Thursday, May 25, 2017

#Uganda govt agencies trade blame over the #SimCardRegistration mess @FrankTumwebazeK @StateHouseUg


Uganda Communications Commission (UCC) yesterday issued a directive to telecom companies to reactivate SIM cards whose services had been suspended after a government directive to switch them off on May 19 but the whole SIM card registration exercise remained laced with controversies.
The directive which came more than 24 hours after President Museveni’s order UCC to give Ugandans more time to register, followed a meeting between UCC and telecom officials on Wednesday morning.
In the same meeting, telecom companies were also directed to only register new subscribers using “Ugandan National Identity Cards for Ugandans and valid passports for non-Ugandans and refugee cards and letters from the Office of the Prime Minister for refugees”.

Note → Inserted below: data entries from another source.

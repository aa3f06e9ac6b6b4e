//! Password strength checking library
//!
//! Scores a password against five criteria (length, digit, uppercase,
//! lowercase, symbol), classifies it as weak, moderate or strong, and lists
//! a suggestion for every criterion it misses.
//!
//! # Features
//!
//! - `async` (default): Enables debounced evaluation with cancellation support
//! - `tracing`: Enables logging via tracing crate
//! - `cli`: Builds the `pwd-check` binary
//!
//! # Environment Variables
//!
//! Read by [`Rules::from_env`] only:
//!
//! - `PWD_MIN_LENGTH`: Minimum password length (default: `8`)
//! - `PWD_SYMBOLS`: Characters accepted as symbols
//!   (default: `!@#$%^&*(),.?":{}|<>`)
//!
//! # Example
//!
//! ```rust
//! use pwd_check::{evaluate, Strength};
//! use secrecy::SecretString;
//!
//! let password = SecretString::new("MyP@ssw0rd!".to_string().into());
//! let result = evaluate(&password);
//!
//! assert_eq!(result.score.value(), 5);
//! assert_eq!(result.strength, Strength::Strong);
//! assert!(result.suggestions.is_empty());
//! ```

// Internal modules
mod evaluator;
mod report;
mod rules;
mod sections;
mod types;

// Public API
pub use evaluator::{evaluate, evaluate_str, Evaluator};
pub use report::{Report, EMPTY_PASSWORD_NOTICE, STRONG_PASSWORD_MESSAGE};
pub use rules::{
    Rules, RulesError, SymbolSet, DEFAULT_MIN_LENGTH, DEFAULT_SYMBOLS, MIN_LENGTH_VAR,
    SYMBOLS_VAR,
};
pub use types::{Score, ScoreResult, Strength};

#[cfg(feature = "async")]
pub use evaluator::{evaluate_tx, DEBOUNCE};
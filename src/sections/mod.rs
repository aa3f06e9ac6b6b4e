//! Password evaluation sections
//!
//! Each section checks one criterion and yields a suggestion when the
//! criterion is not met.

mod length;
mod symbol;
mod variety;

pub use length::length_section;
pub use symbol::symbol_section;
pub use variety::{digit_section, lowercase_section, uppercase_section};

use crate::rules::Rules;
use secrecy::SecretString;

/// Result type for section evaluation functions.
/// - `Some(suggestion)` - Criterion not met
/// - `None` - Criterion met
pub type SectionResult = Option<String>;

pub type SectionFn = fn(&SecretString, &Rules) -> SectionResult;

/// Sections in evaluation order. Suggestions are reported in this order.
pub const SECTIONS: [(&str, SectionFn); 5] = [
    ("length", length_section),
    ("digit", digit_section),
    ("uppercase", uppercase_section),
    ("lowercase", lowercase_section),
    ("symbol", symbol_section),
];
//! Length section - checks password minimum length.

use crate::rules::Rules;
use secrecy::{ExposeSecret, SecretString};
use super::SectionResult;

/// Checks if the password has at least `rules.min_length()` characters.
///
/// Length is counted in characters, not bytes.
///
/// # Returns
/// - `Some(suggestion)` if password is too short
/// - `None` if password has sufficient length
pub fn length_section(password: &SecretString, rules: &Rules) -> SectionResult {
    let min_length = rules.min_length();
    if password.expose_secret().chars().count() < min_length {
        return Some(format!("Use at least {} characters.", min_length));
    }
    None
}
//! Symbol section - checks for a character from the configured symbol set.

use crate::rules::Rules;
use secrecy::{ExposeSecret, SecretString};
use super::SectionResult;

pub const SYMBOL_SUGGESTION: &str = "Add symbols (!@#$ etc.)";

/// Checks if the password contains at least one symbol from `rules.symbols()`.
///
/// Punctuation outside the set (e.g. `-`, `_`, `~`) does not count.
pub fn symbol_section(password: &SecretString, rules: &Rules) -> SectionResult {
    let symbols = rules.symbols();
    if password.expose_secret().chars().any(|c| symbols.contains(c)) {
        return None;
    }
    Some(SYMBOL_SUGGESTION.to_string())
}
//! Evaluation rules
//!
//! Holds the tunable parameters of the criteria: minimum length and the
//! accepted symbol set.

use std::env::VarError;
use std::fmt;
use thiserror::Error;

/// Symbols accepted by the symbol criterion unless overridden.
pub const DEFAULT_SYMBOLS: &str = "!@#$%^&*(),.?\":{}|<>";

/// Minimum password length unless overridden.
pub const DEFAULT_MIN_LENGTH: usize = 8;

pub const MIN_LENGTH_VAR: &str = "PWD_MIN_LENGTH";
pub const SYMBOLS_VAR: &str = "PWD_SYMBOLS";

#[derive(Error, Debug, Clone, PartialEq, Eq)]
pub enum RulesError {
    #[error("Symbol set is empty")]
    EmptySymbolSet,
    #[error("Invalid symbol {0:?}: letters, digits and whitespace are not symbols")]
    InvalidSymbol(char),
    #[error("Minimum length must be at least 1")]
    ZeroMinLength,
    #[error("Invalid minimum length: {0:?}")]
    InvalidMinLength(String),
    #[error("{var} is not valid unicode: {value:?}")]
    NotUnicode { var: &'static str, value: String },
}

/// Set of characters that satisfy the symbol criterion.
#[derive(Debug, Clone, PartialEq, Eq)]
pub struct SymbolSet {
    chars: Vec<char>,
}

impl SymbolSet {
    /// Builds a symbol set from the characters of `symbols`.
    ///
    /// # Errors
    ///
    /// Returns error if:
    /// - `symbols` is empty
    /// - a character is an ASCII letter, an ASCII digit or whitespace
    pub fn new(symbols: &str) -> Result<Self, RulesError> {
        let mut chars = Vec::new();
        for c in symbols.chars() {
            if c.is_ascii_alphanumeric() || c.is_whitespace() {
                return Err(RulesError::InvalidSymbol(c));
            }
            if !chars.contains(&c) {
                chars.push(c);
            }
        }
        if chars.is_empty() {
            return Err(RulesError::EmptySymbolSet);
        }
        Ok(Self { chars })
    }

    pub fn contains(&self, c: char) -> bool {
        self.chars.contains(&c)
    }

    pub fn len(&self) -> usize {
        self.chars.len()
    }

    /// Always `false`: construction rejects empty sets.
    pub fn is_empty(&self) -> bool {
        self.chars.is_empty()
    }
}

impl Default for SymbolSet {
    fn default() -> Self {
        Self {
            chars: DEFAULT_SYMBOLS.chars().collect(),
        }
    }
}

impl fmt::Display for SymbolSet {
    fn fmt(&self, f: &mut fmt::Formatter<'_>) -> fmt::Result {
        self.chars.iter().try_for_each(|c| write!(f, "{c}"))
    }
}

/// Parameters of the five criteria.
#[derive(Debug, Clone, PartialEq, Eq)]
pub struct Rules {
    min_length: usize,
    symbols: SymbolSet,
}

impl Default for Rules {
    fn default() -> Self {
        Self {
            min_length: DEFAULT_MIN_LENGTH,
            symbols: SymbolSet::default(),
        }
    }
}

impl Rules {
    pub fn min_length(&self) -> usize {
        self.min_length
    }

    pub fn symbols(&self) -> &SymbolSet {
        &self.symbols
    }

    pub fn with_min_length(mut self, min_length: usize) -> Result<Self, RulesError> {
        if min_length == 0 {
            return Err(RulesError::ZeroMinLength);
        }
        self.min_length = min_length;
        Ok(self)
    }

    pub fn with_symbols(mut self, symbols: SymbolSet) -> Self {
        self.symbols = symbols;
        self
    }

    /// Builds rules from the environment.
    ///
    /// Priority for each parameter:
    /// 1. Environment variable (`PWD_MIN_LENGTH`, `PWD_SYMBOLS`)
    /// 2. Built-in default
    ///
    /// # Errors
    ///
    /// A variable that is set but invalid is an error, not a fallback.
    pub fn from_env() -> Result<Self, RulesError> {
        let mut rules = Self::default();

        if let Some(raw) = read_var(MIN_LENGTH_VAR)? {
            let min_length = raw.trim().parse::<usize>().map_err(|_| {
                #[cfg(feature = "tracing")]
                tracing::warn!("Rejected {}: not a positive integer", MIN_LENGTH_VAR);
                RulesError::InvalidMinLength(raw.clone())
            })?;
            rules = rules.with_min_length(min_length)?;
        }

        if let Some(raw) = read_var(SYMBOLS_VAR)? {
            let symbols = SymbolSet::new(&raw).inspect_err(|_e| {
                #[cfg(feature = "tracing")]
                tracing::warn!("Rejected {}: {}", SYMBOLS_VAR, _e);
            })?;
            rules = rules.with_symbols(symbols);
        }

        Ok(rules)
    }
}

/// Returns `None` only when `var` is unset; a non-unicode value is an error.
fn read_var(var: &'static str) -> Result<Option<String>, RulesError> {
    match std::env::var(var) {
        Ok(raw) => Ok(Some(raw)),
        Err(VarError::NotPresent) => Ok(None),
        Err(VarError::NotUnicode(raw)) => {
            #[cfg(feature = "tracing")]
            tracing::warn!("Rejected {}: not valid unicode", var);
            Err(RulesError::NotUnicode {
                var,
                value: raw.to_string_lossy().into_owned(),
            })
        }
    }
}
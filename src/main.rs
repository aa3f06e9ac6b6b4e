//! pwd-check - command line front end.

use std::io::{self, BufRead, Write};
use std::process::ExitCode;

use anyhow::{Context, Result};
use clap::Parser;
use pwd_check::{
    Evaluator, Report, Rules, SymbolSet, EMPTY_PASSWORD_NOTICE, MIN_LENGTH_VAR, SYMBOLS_VAR,
};
use secrecy::{ExposeSecret, SecretString};
use tracing_subscriber::{layer::SubscriberExt, util::SubscriberInitExt};

/// Exit code when the password is empty.
const EXIT_EMPTY_PASSWORD: u8 = 2;

#[derive(Parser)]
#[command(
    name = "pwd-check",
    about = "Scores a password and suggests how to strengthen it",
    version
)]
struct Cli {
    /// Password to check; read from stdin when omitted
    password: Option<String>,

    /// Minimum number of characters
    #[arg(long, env = MIN_LENGTH_VAR)]
    min_length: Option<usize>,

    /// Characters accepted as symbols
    #[arg(long, env = SYMBOLS_VAR)]
    symbols: Option<String>,

    /// Print only the strength
    #[arg(short, long)]
    quiet: bool,
}

impl Cli {
    fn rules(&self) -> Result<Rules> {
        let mut rules = Rules::default();
        if let Some(min_length) = self.min_length {
            rules = rules.with_min_length(min_length)?;
        }
        if let Some(symbols) = &self.symbols {
            rules = rules.with_symbols(SymbolSet::new(symbols)?);
        }
        Ok(rules)
    }

    fn password(&mut self, mut input: impl BufRead) -> Result<SecretString> {
        if let Some(password) = self.password.take() {
            return Ok(SecretString::new(password.into()));
        }
        let mut line = String::new();
        input
            .read_line(&mut line)
            .context("Failed to read password from stdin")?;
        let password = line.trim_end_matches(['\r', '\n']).to_string();
        Ok(SecretString::new(password.into()))
    }
}

fn run(mut cli: Cli, input: impl BufRead, mut out: impl Write, mut err: impl Write) -> Result<ExitCode> {
    let evaluator = Evaluator::new(cli.rules()?);
    let password = cli.password(input)?;

    if password.expose_secret().is_empty() {
        writeln!(err, "{}", EMPTY_PASSWORD_NOTICE)?;
        return Ok(ExitCode::from(EXIT_EMPTY_PASSWORD));
    }

    let result = evaluator.evaluate(&password);
    tracing::info!(score = result.score.value(), "evaluation complete");

    if cli.quiet {
        writeln!(out, "{}", result.strength)?;
    } else {
        writeln!(out, "{}", Report(&result))?;
        writeln!(out, "Progress: {}%", result.percent())?;
    }

    Ok(ExitCode::SUCCESS)
}

fn main() -> Result<ExitCode> {
    tracing_subscriber::registry()
        .with(
            tracing_subscriber::EnvFilter::try_from_default_env()
                .unwrap_or_else(|_| "pwd_check=warn".into()),
        )
        .with(tracing_subscriber::fmt::layer().with_writer(io::stderr))
        .init();

    let cli = Cli::parse();
    run(cli, io::stdin().lock(), io::stdout().lock(), io::stderr().lock())
}
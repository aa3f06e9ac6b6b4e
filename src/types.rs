//! Result types produced by the evaluator.

use std::fmt;

/// Number of satisfied criteria, from 0 to [`Score::MAX`].
#[derive(Debug, Clone, Copy, PartialEq, Eq, PartialOrd, Ord, Hash, Default)]
pub struct Score(u8);

impl Score {
    /// Number of criteria a password is checked against.
    pub const MAX: u8 = 5;

    /// Builds a score, returning `None` above [`Score::MAX`].
    pub fn new(value: u8) -> Option<Self> {
        (value <= Self::MAX).then_some(Self(value))
    }

    pub fn value(self) -> u8 {
        self.0
    }

    /// Progress value in the 0..=100 range (20 points per criterion).
    pub fn percent(self) -> u8 {
        self.0 * 20
    }
}

impl fmt::Display for Score {
    fn fmt(&self, f: &mut fmt::Formatter<'_>) -> fmt::Result {
        write!(f, "{}/{}", self.0, Self::MAX)
    }
}

/// Strength classification derived from a [`Score`].
#[derive(Debug, Clone, Copy, PartialEq, Eq, Hash)]
pub enum Strength {
    Weak,
    Moderate,
    Strong,
}

impl Strength {
    /// Hex color conventionally used to paint this strength.
    pub fn color(self) -> &'static str {
        match self {
            Strength::Weak => "#e74c3c",
            Strength::Moderate => "#f39c12",
            Strength::Strong => "#27ae60",
        }
    }

    pub fn as_str(self) -> &'static str {
        match self {
            Strength::Weak => "Weak",
            Strength::Moderate => "Moderate",
            Strength::Strong => "Strong",
        }
    }
}

impl From<Score> for Strength {
    fn from(score: Score) -> Self {
        match score.value() {
            0..=2 => Strength::Weak,
            3 | 4 => Strength::Moderate,
            _ => Strength::Strong,
        }
    }
}

impl fmt::Display for Strength {
    fn fmt(&self, f: &mut fmt::Formatter<'_>) -> fmt::Result {
        f.write_str(self.as_str())
    }
}

/// Outcome of a password evaluation.
///
/// `suggestions` holds one entry per unsatisfied criterion, in evaluation
/// order, so `suggestions.len() == Score::MAX - score`.
#[derive(Debug, Clone, PartialEq, Eq)]
pub struct ScoreResult {
    pub score: Score,
    pub strength: Strength,
    pub suggestions: Vec<String>,
}

impl ScoreResult {
    pub(crate) fn from_suggestions(suggestions: Vec<String>) -> Self {
        let satisfied = usize::from(Score::MAX).saturating_sub(suggestions.len());
        // at most Score::MAX after the subtraction above
        let score = Score(satisfied as u8);
        Self {
            score,
            strength: Strength::from(score),
            suggestions,
        }
    }

    pub fn percent(&self) -> u8 {
        self.score.percent()
    }

    /// True when every criterion is satisfied.
    pub fn is_strong(&self) -> bool {
        self.strength == Strength::Strong
    }
}

#[cfg(test)]
mod tests {
    use super::*;

    #[test]
    fn test_score_new_rejects_out_of_range() {
        assert_eq!(Score::new(5).map(Score::value), Some(5));
        assert!(Score::new(6).is_none());
    }

    #[test]
    fn test_strength_partition() {
        let expected = [
            Strength::Weak,
            Strength::Weak,
            Strength::Weak,
            Strength::Moderate,
            Strength::Moderate,
            Strength::Strong,
        ];
        for (value, strength) in expected.into_iter().enumerate() {
            let score = Score::new(value as u8).unwrap();
            assert_eq!(Strength::from(score), strength, "score {}", value);
        }
    }

    #[test]
    fn test_percent() {
        assert_eq!(Score::new(0).unwrap().percent(), 0);
        assert_eq!(Score::new(3).unwrap().percent(), 60);
        assert_eq!(Score::new(5).unwrap().percent(), 100);
    }

    #[test]
    fn test_strength_display_and_color() {
        assert_eq!(Strength::Moderate.to_string(), "Moderate");
        assert_eq!(Strength::Weak.color(), "#e74c3c");
        assert_eq!(Strength::Strong.color(), "#27ae60");
    }

    #[test]
    fn test_from_suggestions() {
        let result = ScoreResult::from_suggestions(vec!["Include numbers.".to_string()]);
        assert_eq!(result.score.value(), 4);
        assert_eq!(result.strength, Strength::Moderate);
        assert!(!result.is_strong());
        assert_eq!(result.percent(), 80);
    }
}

However, both UCC and the National Identification and Registration Authority (NIRA) were until yesterday unwilling to take full responsibility on whose mandate it is to ensure all Ugandans who require National Identity registration services get them and are consequently registered to comply with the August 30 deadline issued by President Museveni.
UCC executive director Godfrey Mutabazi also revealed that the ongoing SIM card registration and verification had been imposed on UCC by security agencies.
“I think this exercise is not a UCC exercise, this is a security exercise. We are guided by the ministry of Security that we should register every SIM card with the appropriate document as mandated by the law. It is a security matter,” he said.
Without explaining how, both Security minister Henry Tumukunde and ICT and National Guidance minister Frank Tumwebaze have previously said the SIM card registration is aimed at improving the security of the country.
Addressing journalists at UCC headquarters in Kampala, Mr Mutabazi pushed the blame in the delay of the exercise on inefficiencies within NIRA’s registration process.
“There was a problem with the SIM card registration because the validation exercise is, you had to submit your details to the telecom companies and the telecom companies had to remit that information to NIRA for verification and there were some challenges because there were delays,” he said.
Mr Mutabazi explained that switching off subscribers because their NINs did not tally with NIRA’s data was wrong because the problem is not with the subscriber but “NIRA and their document” and that the three months will give NIRA time to address the concerns of the affected Ugandans.
On Tuesday Mr Gilbert Kadilo, the public relations and corporate affairs manager at NIRA, told Daily Monitor that NIRA’s registration exercise would go on after the SIM card validation process and that the authority was doing everything in its power to aid the current process.
NIRA had earlier said the ongoing SIM card validation exercise is incidental to its mandate to register all Ugandans and issue them with national IDs.  Many of the subscribers whose SIM cards had been switched off, had by press time had their services restored.
Leading telecom firm MTN Uganda had issued an advisory to its subscribers who have registered but are yet to get their NINs to use forms obtained from NIRA to register.
The matter which a government official, who we cannot name because they are not authorised to speak on the matter, has warned against because it is likely to cause duplication in the future, had earlier been agreed on between telecoms and government officials.
“For those without national IDs/NINs but have applied for one and have an application form number, you can dial *197# and select option 2 to enter your application ID, given name and surname,” the statement reads in part.